# The WWII Story Canadians Don't Know



## PMedMoe (11 Nov 2010)

On Remembrance Day Canadians will honour those who fought for our freedom in the great wars, and pay tribute to their bravery and courage. This year, Nathan M. Greenfield is fighting to recognize one group of soldiers whose courageous efforts in World War II have been largely unknown to Canadians. In The Damned Greenfield tells the story of Canada's first land battle in the Second World War, the Battle of Hong Kong, and how the Canadians captured in battle survived over three years in Japanese Prisoner of War camps. 

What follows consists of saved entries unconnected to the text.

//! JSON rendering of a session.
//!
//! The document has the same shape as a local storage record, so a
//! rendered session can be parsed back into an identical value.

use thiserror::Error;

use crate::domain::session::Session;

/// Errors raised while rendering or parsing output documents.
#[derive(Debug, Error)]
pub enum OutputError {
    #[error("Failed to serialize output: {0}")]
    Serialization(String),

    #[error("Failed to parse session document: {0}")]
    Parse(String),
}

/// Renders the session as pretty-printed JSON.
pub fn render_json(session: &Session) -> Result<String, OutputError> {
    serde_json::to_string_pretty(session).map_err(|e| OutputError::Serialization(e.to_string()))
}

/// Parses a document produced by [`render_json`].
pub fn parse_session_json(raw: &str) -> Result<Session, OutputError> {
    serde_json::from_str(raw).map_err(|e| OutputError::Parse(e.to_string()))
}

#[cfg(test)]
mod tests {
    use super::*;
    use crate::domain::foundation::{Confidence, PhaseId, QuestionId};
    use crate::domain::session::AnswerInput;
    use proptest::prelude::*;

    fn qid(id: &str) -> QuestionId {
        QuestionId::new(id).unwrap()
    }

    #[test]
    fn rich_session_round_trips() {
        let session = Session::new("Demo")
            .unwrap()
            .with_summary(Some("Short pitch".to_string()))
            .set_answer_with(
                qid("problem"),
                AnswerInput::text("Planning is slow")
                    .with_confidence(Confidence::new(3).unwrap())
                    .with_note("needs data"),
            )
            .with_phase(PhaseId::Refine);

        let json = render_json(&session).unwrap();
        assert_eq!(parse_session_json(&json).unwrap(), session);
    }

    #[test]
    fn document_is_pretty_printed_camel_case() {
        let json = render_json(&Session::new("Demo").unwrap()).unwrap();
        assert!(json.starts_with("{\n  \"id\": "));
        assert!(json.contains("\"currentPhase\": \"clarify\""));
    }

    #[test]
    fn rejects_malformed_documents() {
        assert!(matches!(
            parse_session_json("{\"title\": 1}"),
            Err(OutputError::Parse(_))
        ));
    }

    proptest! {
        #[test]
        fn parse_inverts_render(
            title in "[a-zA-Z0-9 #\n\"\\\\]{1,60}",
            phase in 0usize..4,
            answers in proptest::collection::btree_map("[a-z][a-z_]{0,10}", ".{0,40}", 0..6),
            summary in proptest::option::of(".{0,40}"),
        ) {
            prop_assume!(!title.trim().is_empty());
            let mut session = Session::new(title).unwrap()
                .with_phase(PhaseId::all()[phase])
                .with_summary(summary);
            for (id, value) in answers {
                session = session.set_answer(QuestionId::new(id).unwrap(), value);
            }

            let json = render_json(&session).unwrap();
            prop_assert_eq!(parse_session_json(&json).unwrap(), session);
        }
    }
}
//! Strongly-typed identifier value objects.

use serde::{Deserialize, Serialize};
use std::borrow::Borrow;
use std::fmt;
use std::str::FromStr;
use uuid::Uuid;

use super::ValidationError;

/// Unique identifier for a planning session.
#[derive(Debug, Clone, Copy, PartialEq, Eq, PartialOrd, Ord, Hash, Serialize, Deserialize)]
#[serde(transparent)]
pub struct SessionId(Uuid);

impl SessionId {
    /// Creates a new random SessionId (UUID v4).
    pub fn new() -> Self {
        Self(Uuid::new_v4())
    }

    /// Creates a SessionId from an existing UUID.
    pub fn from_uuid(uuid: Uuid) -> Self {
        Self(uuid)
    }

    /// Returns the inner UUID.
    pub fn as_uuid(&self) -> &Uuid {
        &self.0
    }
}

impl Default for SessionId {
    fn default() -> Self {
        Self::new()
    }
}

impl fmt::Display for SessionId {
    fn fmt(&self, f: &mut fmt::Formatter<'_>) -> fmt::Result {
        write!(f, "{}", self.0)
    }
}

impl FromStr for SessionId {
    type Err = uuid::Error;

    fn from_str(s: &str) -> Result<Self, Self::Err> {
        Ok(Self(Uuid::parse_str(s)?))
    }
}

/// User identifier issued by the external identity provider.
#[derive(Debug, Clone, PartialEq, Eq, Hash, Serialize, Deserialize)]
#[serde(transparent)]
pub struct UserId(String);

impl UserId {
    /// Creates a new UserId, returning error if empty.
    pub fn new(id: impl Into<String>) -> Result<Self, ValidationError> {
        let id = id.into();
        if id.is_empty() {
            return Err(ValidationError::empty_field("user_id"));
        }
        Ok(Self(id))
    }

    /// Returns the inner string slice.
    pub fn as_str(&self) -> &str {
        &self.0
    }
}

impl fmt::Display for UserId {
    fn fmt(&self, f: &mut fmt::Formatter<'_>) -> fmt::Result {
        write!(f, "{}", self.0)
    }
}

/// Naming scheme followed by a set of question identifiers.
#[derive(Debug, Clone, Copy, PartialEq, Eq)]
pub enum QuestionIdScheme {
    /// `<uppercase letter>-<2 digits>`, e.g. `C-01`.
    Coded,
    /// Lowercase words joined by underscores, e.g. `target_users`.
    SnakeCase,
}

/// Identifier of a question within the methodology.
///
/// Orders and borrows like its string form, so answer maps keyed by
/// `QuestionId` can be queried with a plain `&str`. Deserializing applies
/// the same checks as [`QuestionId::new`].
#[derive(Debug, Clone, PartialEq, Eq, PartialOrd, Ord, Hash, Serialize, Deserialize)]
#[serde(try_from = "String", into = "String")]
pub struct QuestionId(String);

impl QuestionId {
    /// Creates a QuestionId, rejecting empty ids and ids containing whitespace.
    pub fn new(id: impl Into<String>) -> Result<Self, ValidationError> {
        let id = id.into();
        if id.is_empty() {
            return Err(ValidationError::empty_field("question_id"));
        }
        if id.chars().any(char::is_whitespace) {
            return Err(ValidationError::invalid_format(
                "question_id",
                "must not contain whitespace",
            ));
        }
        Ok(Self(id))
    }

    /// Returns the inner string slice.
    pub fn as_str(&self) -> &str {
        &self.0
    }

    /// Detects which naming scheme this identifier follows, if any.
    pub fn scheme(&self) -> Option<QuestionIdScheme> {
        let bytes = self.0.as_bytes();
        if bytes.len() == 4
            && bytes[0].is_ascii_uppercase()
            && bytes[1] == b'-'
            && bytes[2].is_ascii_digit()
            && bytes[3].is_ascii_digit()
        {
            return Some(QuestionIdScheme::Coded);
        }

        let snake = !self.0.starts_with('_')
            && !self.0.ends_with('_')
            && !self.0.contains("__")
            && self.0.starts_with(|c: char| c.is_ascii_lowercase())
            && self
                .0
                .chars()
                .all(|c| c.is_ascii_lowercase() || c.is_ascii_digit() || c == '_');
        snake.then_some(QuestionIdScheme::SnakeCase)
    }
}

impl Borrow<str> for QuestionId {
    fn borrow(&self) -> &str {
        &self.0
    }
}

impl fmt::Display for QuestionId {
    fn fmt(&self, f: &mut fmt::Formatter<'_>) -> fmt::Result {
        write!(f, "{}", self.0)
    }
}

impl TryFrom<String> for QuestionId {
    type Error = ValidationError;

    fn try_from(id: String) -> Result<Self, Self::Error> {
        Self::new(id)
    }
}

impl From<QuestionId> for String {
    fn from(id: QuestionId) -> Self {
        id.0
    }
}

impl FromStr for QuestionId {
    type Err = ValidationError;

    fn from_str(s: &str) -> Result<Self, Self::Err> {
        Self::new(s)
    }
}

#[cfg(test)]
mod tests {
    use super::*;

    #[test]
    fn session_ids_are_unique() {
        let a = SessionId::new();
        let b = SessionId::new();
        assert_ne!(a, b);
    }

    #[test]
    fn session_id_is_uuid_v4() {
        let id = SessionId::new();
        assert_eq!(id.as_uuid().get_version_num(), 4);
    }

    #[test]
    fn session_id_parses_from_display() {
        let id = SessionId::new();
        let parsed: SessionId = id.to_string().parse().unwrap();
        assert_eq!(parsed, id);
    }

    #[test]
    fn user_id_rejects_empty() {
        assert!(UserId::new("").is_err());
        assert_eq!(UserId::new("user-1").unwrap().as_str(), "user-1");
    }

    #[test]
    fn question_id_rejects_empty_and_whitespace() {
        assert!(QuestionId::new("").is_err());
        assert!(QuestionId::new("target users").is_err());
    }

    #[test]
    fn question_id_deserialization_validates() {
        let id: QuestionId = serde_json::from_str("\"target_users\"").unwrap();
        assert_eq!(id.as_str(), "target_users");
        assert_eq!(serde_json::to_string(&id).unwrap(), "\"target_users\"");
        assert!(serde_json::from_str::<QuestionId>("\"target users\"").is_err());
        assert!(serde_json::from_str::<QuestionId>("\"\"").is_err());
    }

    #[test]
    fn question_id_detects_coded_scheme() {
        let id = QuestionId::new("C-01").unwrap();
        assert_eq!(id.scheme(), Some(QuestionIdScheme::Coded));
    }

    #[test]
    fn question_id_detects_snake_case_scheme() {
        let id = QuestionId::new("target_users").unwrap();
        assert_eq!(id.scheme(), Some(QuestionIdScheme::SnakeCase));
        let id = QuestionId::new("problem").unwrap();
        assert_eq!(id.scheme(), Some(QuestionIdScheme::SnakeCase));
    }

    #[test]
    fn question_id_without_scheme() {
        assert_eq!(QuestionId::new("Target-Users").unwrap().scheme(), None);
        assert_eq!(QuestionId::new("c-1").unwrap().scheme(), None);
        assert_eq!(QuestionId::new("_private").unwrap().scheme(), None);
    }

    #[test]
    fn question_id_borrows_as_str() {
        use std::collections::BTreeMap;
        let mut map = BTreeMap::new();
        map.insert(QuestionId::new("problem").unwrap(), 1);
        assert_eq!(map.get("problem"), Some(&1));
    }
}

The Canadians at the Battle for Hong Kong and the POW Experience, 1941–45

            On 8 December 1941, planes bombed and strafed Hong Kong, and almost two thousand Canadian soldiers who had been sent to bolster the 13,000-man British garrison only a few weeks earlier found themselves at war with the Empire of Japan.  As bombs exploded around him, seventeen-year-old Rifleman Bill MacWhirter watched in horror as bullets cut a Chinese man in two.  British generals believed they'd be able to hold the Japanese on the mainland of the colony for at least a week; they held them  just over a day. Over the next week, shelling and bombings killed hundreds of the more than 1.5 million Chinese on Hong Kong Island.  The family of Adrienne Poy, who grew up to become Adrienne Clarkson, our 26th Governor General, and that of Vivienne Poy (née Lee), who grew up to become a Toronto senator and Clarkson's sister-in-law, survived.

 The Battle for Hong Kong Island

            To the surprise of the British generals, the Japanese crossed the mile-wide bay near midnight on 18 December, and after cutting through a line of pillboxes, ran straight into elements of the Quebec-based Royal Rifles of Canada, manning positions on the northwest quadrant of the island.  Days of desperate fighting - bayonet charges and attacks on barren hills undertaken without promised artillery support - could barely slow the relentless advance down the east side of the island.  Rifleman Jean-Paul Dallain spent the afternoon of 22 December hugging the ground on Stanley Mound. He knew that any explosion he could hear would not turn him into "pink mist," as had happened to Rifleman Little Jo Fitzpatrick a day earlier.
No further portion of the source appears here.